**Work item**
The job is to find each line in the entries holding the string "covered" and copy that line.

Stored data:
▼

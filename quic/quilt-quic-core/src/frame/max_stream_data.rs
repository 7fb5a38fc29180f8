// Copyright Amazon.com, Inc. or its affiliates. All Rights Reserved.
// SPDX-License-Identifier: Apache-2.0

use crate::{frame::Tag, varint::VarInt};

//= https://www.rfc-editor.org/rfc/rfc9000#section-19.10
//# A MAX_STREAM_DATA frame (type=0x11) is used in flow control to inform
//# a peer of the maximum amount of data that can be sent on a stream.

pub(crate) const MAX_STREAM_DATA_TAG: Tag = 0x11;

//= https://www.rfc-editor.org/rfc/rfc9000#section-19.10
//# MAX_STREAM_DATA Frame {
//#   Type (i) = 0x11,
//#   Stream ID (i),
//#   Maximum Stream Data (i),
//# }

#[derive(Debug, Copy, Clone, PartialEq, Eq)]
pub struct MaxStreamData {
    /// The stream whose flow control window is updated
    pub stream_id: VarInt,

    /// The maximum amount of data that can be sent on the stream, in bytes
    pub maximum_stream_data: VarInt,
}

impl MaxStreamData {
    #[inline]
    pub const fn tag(&self) -> Tag {
        MAX_STREAM_DATA_TAG
    }
}

simple_frame_codec!(
    MaxStreamData {
        stream_id,
        maximum_stream_data
    },
    MAX_STREAM_DATA_TAG
);
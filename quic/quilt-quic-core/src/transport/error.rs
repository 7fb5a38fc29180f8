// Copyright Amazon.com, Inc. or its affiliates. All Rights Reserved.
// SPDX-License-Identifier: Apache-2.0

use crate::varint::VarInt;
use core::fmt;
use quilt_codec::DecoderError;

//= https://www.rfc-editor.org/rfc/rfc9000#section-20.1
//# QUIC transport error codes and application error codes are 62-bit
//# unsigned integers.

/// A transport-level error, carried on the wire in CONNECTION_CLOSE frames
#[derive(Clone, Copy, Debug, PartialEq, Eq, PartialOrd, Ord)]
pub struct Error {
    pub code: VarInt,
    pub frame_type: Option<VarInt>,
    pub reason: &'static str,
}

impl Error {
    /// Creates a new `Error` with the specified code
    pub const fn new(code: VarInt) -> Self {
        Self {
            code,
            frame_type: None,
            reason: "",
        }
    }

    /// Updates the `Error` with the frame type that triggered it
    #[must_use]
    pub const fn with_frame_type(mut self, frame_type: VarInt) -> Self {
        self.frame_type = Some(frame_type);
        self
    }

    /// Updates the `Error` with the specified reason
    #[must_use]
    pub const fn with_reason(mut self, reason: &'static str) -> Self {
        self.reason = reason;
        self
    }
}

impl fmt::Display for Error {
    fn fmt(&self, f: &mut fmt::Formatter) -> fmt::Result {
        if self.reason.is_empty() {
            let code: u64 = self.code.into();
            write!(f, "TransportError({code})")
        } else {
            f.write_str(self.reason)
        }
    }
}

#[cfg(feature = "std")]
impl std::error::Error for Error {}

impl From<DecoderError> for Error {
    fn from(error: DecoderError) -> Self {
        match error {
            DecoderError::InvariantViolation(reason) => {
                Self::new(Self::FRAME_ENCODING_ERROR).with_reason(reason)
            }
            _ => Self::new(Self::FRAME_ENCODING_ERROR).with_reason("malformed frame"),
        }
    }
}

/// Internal convenience macro for defining standard error codes
macro_rules! def_error {
    ($doc:expr, $name:ident, $code:expr) => {
        impl Error {
            #[doc = $doc]
            pub const $name: VarInt = VarInt::from_u8($code);
        }
    };
}

//= https://www.rfc-editor.org/rfc/rfc9000#section-20.1
//# NO_ERROR (0x00):  An endpoint uses this with CONNECTION_CLOSE to
//#    signal that the connection is being closed abruptly in the absence
//#    of any error.

def_error!(
    "An endpoint uses this with CONNECTION_CLOSE to signal that the connection is being closed abruptly in the absence of any error.",
    NO_ERROR,
    0x00
);

//= https://www.rfc-editor.org/rfc/rfc9000#section-20.1
//# INTERNAL_ERROR (0x01):  The endpoint encountered an internal error
//#    and cannot continue with the connection.

def_error!(
    "The endpoint encountered an internal error and cannot continue with the connection.",
    INTERNAL_ERROR,
    0x01
);

//= https://www.rfc-editor.org/rfc/rfc9000#section-20.1
//# CONNECTION_REFUSED (0x02):  The server refused to accept a new
//#    connection.

def_error!(
    "The server refused to accept a new connection.",
    CONNECTION_REFUSED,
    0x02
);

//= https://www.rfc-editor.org/rfc/rfc9000#section-20.1
//# FLOW_CONTROL_ERROR (0x03):  An endpoint received more data than it
//#    permitted in its advertised data limits; see Section 4.

def_error!(
    "An endpoint received more data than it permitted in its advertised data limits.",
    FLOW_CONTROL_ERROR,
    0x03
);

//= https://www.rfc-editor.org/rfc/rfc9000#section-20.1
//# STREAM_LIMIT_ERROR (0x04):  An endpoint received a frame for a stream
//#    identifier that exceeded its advertised stream limit for the
//#    corresponding stream type.

def_error!(
    "An endpoint received a frame for a stream identifier that exceeded its advertised stream limit.",
    STREAM_LIMIT_ERROR,
    0x04
);

//= https://www.rfc-editor.org/rfc/rfc9000#section-20.1
//# STREAM_STATE_ERROR (0x05):  An endpoint received a frame for a stream
//#    that was not in a state that permitted that frame.

def_error!(
    "An endpoint received a frame for a stream that was not in a state that permitted that frame.",
    STREAM_STATE_ERROR,
    0x05
);

//= https://www.rfc-editor.org/rfc/rfc9000#section-20.1
//# FINAL_SIZE_ERROR (0x06):  (1) An endpoint received a STREAM frame
//#    containing data that exceeded the previously established final
//#    size, (2) an endpoint received a STREAM frame or a RESET_STREAM
//#    frame containing a final size that was lower than the size of
//#    stream data that was already received, or (3) an endpoint received
//#    a STREAM frame or a RESET_STREAM frame containing a different
//#    final size to the one already established.

def_error!(
    "An endpoint received a STREAM frame containing data that exceeded the previously established final size.",
    FINAL_SIZE_ERROR,
    0x06
);

//= https://www.rfc-editor.org/rfc/rfc9000#section-20.1
//# FRAME_ENCODING_ERROR (0x07):  An endpoint received a frame that was
//#    badly formatted -- for instance, a frame of an unknown type or an
//#    ACK frame that has more acknowledgment ranges than the remainder
//#    of the packet could carry.

def_error!(
    "An endpoint received a frame that was badly formatted.",
    FRAME_ENCODING_ERROR,
    0x07
);

//= https://www.rfc-editor.org/rfc/rfc9000#section-20.1
//# TRANSPORT_PARAMETER_ERROR (0x08):  An endpoint received transport
//#    parameters that were badly formatted, included an invalid value,
//#    omitted a mandatory transport parameter, included a forbidden
//#    transport parameter, or were otherwise in error.

def_error!(
    "An endpoint received transport parameters that were badly formatted.",
    TRANSPORT_PARAMETER_ERROR,
    0x08
);

//= https://www.rfc-editor.org/rfc/rfc9000#section-20.1
//# CONNECTION_ID_LIMIT_ERROR (0x09):  The number of connection IDs
//#    provided by the peer exceeds the advertised
//#    active_connection_id_limit.

def_error!(
    "The number of connection IDs provided by the peer exceeds the advertised active_connection_id_limit.",
    CONNECTION_ID_LIMIT_ERROR,
    0x09
);

//= https://www.rfc-editor.org/rfc/rfc9000#section-20.1
//# PROTOCOL_VIOLATION (0x0a):  An endpoint detected an error with
//#    protocol compliance that was not covered by more specific error
//#    codes.

def_error!(
    "An endpoint detected an error with protocol compliance that was not covered by more specific error codes.",
    PROTOCOL_VIOLATION,
    0x0a
);

//= https://www.rfc-editor.org/rfc/rfc9000#section-20.1
//# INVALID_TOKEN (0x0b):  A server received a client Initial that
//#    contained an invalid Token field.

def_error!(
    "A server received a client Initial that contained an invalid Token field.",
    INVALID_TOKEN,
    0x0b
);

//= https://www.rfc-editor.org/rfc/rfc9000#section-20.1
//# APPLICATION_ERROR (0x0c):  The application or application protocol
//#    caused the connection to be closed.

def_error!(
    "The application or application protocol caused the connection to be closed.",
    APPLICATION_ERROR,
    0x0c
);

//= https://www.rfc-editor.org/rfc/rfc9000#section-20.1
//# CRYPTO_BUFFER_EXCEEDED (0x0d):  An endpoint has received more data in
//#    CRYPTO frames than it can buffer.

def_error!(
    "An endpoint has received more data in CRYPTO frames than it can buffer.",
    CRYPTO_BUFFER_EXCEEDED,
    0x0d
);

//= https://www.rfc-editor.org/rfc/rfc9000#section-20.1
//# KEY_UPDATE_ERROR (0x0e):  An endpoint detected errors in performing
//#    key updates; see Section 6 of [QUIC-TLS].

def_error!(
    "An endpoint detected errors in performing key updates.",
    KEY_UPDATE_ERROR,
    0x0e
);

//= https://www.rfc-editor.org/rfc/rfc9000#section-20.1
//# AEAD_LIMIT_REACHED (0x0f):  An endpoint has reached the
//#    confidentiality or integrity limit for the AEAD algorithm used by
//#    the connection.

def_error!(
    "An endpoint has reached the confidentiality or integrity limit for the AEAD algorithm.",
    AEAD_LIMIT_REACHED,
    0x0f
);

//= https://www.rfc-editor.org/rfc/rfc9000#section-20.1
//# NO_VIABLE_PATH (0x10):  An endpoint has determined that the network
//#    path is incapable of supporting QUIC.  An endpoint is unlikely to
//#    receive a CONNECTION_CLOSE frame carrying this code except when
//#    the path does not support a large enough MTU.

def_error!(
    "An endpoint has determined that the network path is incapable of supporting QUIC.",
    NO_VIABLE_PATH,
    0x10
);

▲

**Solution**
//#    protocol compliance that was not covered by more specific error
    "An endpoint detected an error with protocol compliance that was not covered by more specific error codes.",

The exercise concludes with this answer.